Но в то же время, мы знаем, что ирреальный объект не может оказывать причинного воздействия; другими словами, он, по всей видимости, не может породить ту нежность, которую я хочу вновь обрести. Коль скоро он восстановлен, нужно, чтобы я сам для себя определил, что при виде его буду испытывать нежность. Одним словом, я буду утверждать, что ирреальный объект воздействует на меня, все еще непосредственно сознавая, что реального воздействия тут нет и, скорее всего, быть не может и что я судорожно пытаюсь своей мимикой изобразить это воздействие. Быть может, чувство, которое я назову нежностью и в котором захочу узнать вчерашний порыв, еще появится. Но оно уже не будет «аффектом», в том смысле, что объект уже не трогает меня (ne m’affecte plus). Кроме того, мое чувство здесь — сама деятельность, сама напряженность; оно скорее разыгрывается, чем ощущается вновь. Я уверяю себя, что нежен, что должен быть нежным, реализую в себе эту нежность. Но эта нежность не выплескивается обратно на ирреальный объект; она не намерена питаться неисчерпаемыми глубинами реального: она приостанавливается, остается отрезанной от объекта; в рефлексии она предстает как попытка вновь обрести связь с тем ирреальным жестом, который остается за ее пределами и которого она не может достигнуть. То, что мы тщетно пытаемся здесь разыграть, — это чувствительность, страстность, в том смысле, который этому термину придавался в XVII веке. Мы могли бы говорить о некоем танце перед лицом ирреального, в стиле балетной группы, танцующей вокруг какой-нибудь статуи. Танцовщицы протягивают руки, улыбаются, предлагают себя целиком, спохватываются и убегают; но статую все это вовсе не трогает: реальной связи между ней и балетной группой нет. Так и наше поведение в отношении объекта, по-видимому, не может его задеть, равно как и он, в свою очередь, не может затронуть нас: ведь он находится в сфере ирреального и совершенно недосягаем.

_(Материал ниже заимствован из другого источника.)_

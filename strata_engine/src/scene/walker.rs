//! Topological draw walker.
//!
//! Linearizes the DrawGraph once per frame with Kahn's algorithm and
//! renders each visible drawable in that order. Inherited hidden state and
//! cumulative 2D transforms are resolved along parent chains during the
//! walk, memoized in a frame-local cache so siblings sharing an ancestor
//! pay for the chain walk once. The cache lives exactly one walk; bounds
//! and flags may change between frames, so nothing is carried over.

use std::collections::VecDeque;
use glam::Affine2;
use rustc_hash::{FxHashMap, FxHashSet};
use crate::error::Result;
use crate::engine_warn;
use super::drawable::{Capabilities, DrawableKey, RenderTarget};
use super::scene::Scene;

/// Resolved per-drawable state for one frame.
#[derive(Debug, Clone, Copy)]
struct ResolvedState {
    /// Effective hidden flag (own OR any ancestor's)
    hidden: bool,
    /// Cumulative transform, composed outermost-to-innermost
    transform: Affine2,
}

const ROOT_STATE: ResolvedState = ResolvedState {
    hidden: false,
    transform: Affine2::IDENTITY,
};

/// Frame-local memo of resolved ancestor state.
struct FrameCache {
    resolved: FxHashMap<DrawableKey, ResolvedState>,
}

impl FrameCache {
    fn new() -> Self {
        Self {
            resolved: FxHashMap::default(),
        }
    }

    /// Resolve `{hidden, transform}` for `key`, memoizing every ancestor
    /// touched on the way.
    ///
    /// Climbs the parent chain until a cached ancestor (or the chain's end)
    /// is found, then unwinds, composing state outermost-to-innermost.
    /// Stale parent keys terminate the chain as if the drawable were a
    /// root; so does a malformed parent cycle.
    fn resolve(&mut self, scene: &Scene, key: DrawableKey) -> ResolvedState {
        let mut chain: Vec<DrawableKey> = Vec::new();
        let mut current = key;

        let mut base = loop {
            if let Some(&state) = self.resolved.get(&current) {
                break state;
            }
            let Some(entry) = scene.entry(current) else {
                // Parent was removed from the scene; treat as chain end.
                break ROOT_STATE;
            };
            if chain.contains(&current) {
                // Parent cycle; bail out rather than climb forever.
                break ROOT_STATE;
            }
            chain.push(current);

            match entry.parent_key() {
                Some(parent) if entry.caps().contains(Capabilities::PARENTED) => {
                    current = parent;
                }
                _ => break ROOT_STATE,
            }
        };

        for &link in chain.iter().rev() {
            // Entries on the chain were looked up above; they exist.
            if let Some(entry) = scene.entry(link) {
                let hidden = base.hidden
                    || (entry.caps().contains(Capabilities::HIDER) && entry.drawable().hidden());
                let transform = if entry.caps().contains(Capabilities::TRANSFORMER) {
                    base.transform * entry.drawable().local_transform()
                } else {
                    base.transform
                };
                base = ResolvedState { hidden, transform };
                self.resolved.insert(link, base);
            }
        }

        base
    }
}

/// Per-frame linearization and rendering pass over a Scene.
///
/// `&self` because walking is stateless; all per-frame state lives in the
/// FrameCache created inside `walk`.
pub struct DrawWalker;

impl DrawWalker {
    pub fn new() -> Self {
        Self
    }

    /// Run one full pass: topological order, hidden/transform propagation,
    /// render calls.
    ///
    /// Every live drawable is visited exactly once. If the occlusion
    /// relation contains a cycle, its members are appended in scene
    /// insertion order after the acyclic part, so no object is ever
    /// dropped from rendering.
    pub fn walk(&self, scene: &Scene, target: &mut dyn RenderTarget) -> Result<()> {
        let graph = scene.graph();
        let order = scene.insertion_order();

        let mut in_degree: FxHashMap<DrawableKey, usize> = FxHashMap::default();
        let mut queue: VecDeque<DrawableKey> = VecDeque::new();
        for &key in order {
            let degree = graph.in_degree(key);
            in_degree.insert(key, degree);
            if degree == 0 {
                queue.push_back(key);
            }
        }

        let mut cache = FrameCache::new();
        let mut visited: FxHashSet<DrawableKey> = FxHashSet::default();

        while let Some(key) = queue.pop_front() {
            visited.insert(key);
            self.visit(scene, &mut cache, key, target)?;

            for succ in graph.out_neighbors(key) {
                if let Some(degree) = in_degree.get_mut(&succ) {
                    *degree -= 1;
                    if *degree == 0 {
                        queue.push_back(succ);
                    }
                }
            }
        }

        // Cycle members never reach in-degree 0; append them in insertion
        // order so the frame stays complete.
        if visited.len() < order.len() {
            engine_warn!(
                "strata::DrawWalker",
                "occlusion cycle detected: {} drawable(s) appended in insertion order",
                order.len() - visited.len()
            );
            for &key in order {
                if !visited.contains(&key) {
                    visited.insert(key);
                    self.visit(scene, &mut cache, key, target)?;
                }
            }
        }

        Ok(())
    }

    /// Visit one vertex: resolve inherited state, render unless hidden.
    fn visit(
        &self,
        scene: &Scene,
        cache: &mut FrameCache,
        key: DrawableKey,
        target: &mut dyn RenderTarget,
    ) -> Result<()> {
        let state = cache.resolve(scene, key);
        if state.hidden {
            // Hidden drawables still count as visited for ordering purposes.
            return Ok(());
        }
        match scene.entry(key) {
            Some(entry) => entry.drawable().render(&state.transform, target),
            None => Ok(()),
        }
    }
}

impl Default for DrawWalker {
    fn default() -> Self {
        Self::new()
    }
}

#[cfg(test)]
#[path = "walker_tests.rs"]
mod tests;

Все это не означает, что наша нежность недостаточно искренна, ей, скорее, недостает непринужденности, покорности, богатства. Объект не поддерживает ее, не питает, не сообщает ей той силы, той гибкости и той непредсказуемости, которая составляет всю глубину чувства-страсти. Между чувством-страстью и чувством-действием всегда существует та же разница, что и между реальными страданиями больного раком и альгией психастеника, полагающего, что он болен раком. Вне всякого сомнения, в случае альгидной боли мы обнаруживаем абсолютно распоясавшегося индивида, утратившего всякий контроль над собой, обезумевшего от страха, переживаний и отчаяния. Ни его вздрагивания, ни крики, вызванные прикосновением к тому месту, которое он считает больным, — не разыгрываются им в полном смысле этого слова, то есть речь не идет ни о «людизме», ни о мифомании. Вполне возможно, что несчастный не может удержаться от воплей и, может быть, он еще менее мог бы удержаться от них, если бы страдал реально. Но все это — и его вздрагивания, и его крики — не может придать реальность его страданиям. Боль, без сомнения, присутствует, но она перед ним, это боль в образе, недействительная, пассивная, ирреальная боль; в виду ее он сражается с самим собой, но ни один из его криков, ни один из его жестов не спровоцирован ею. И в то же время он знает об этом, знает, что не страдает; вся его энергия — в отличие от подлинного больного раком, который будет рассчитывать на уменьшение страданий, — расходуется на то, чтобы страдать и дальше; он кричит для того, чтобы вызвать боль, его жестикуляция приглашает боль поселиться в его теле. Но тщетно — нет ничего, что могло бы заполнить то гнетущее впечатление пустоты, которое конституирует и саму причину, и глубинную природу кризиса.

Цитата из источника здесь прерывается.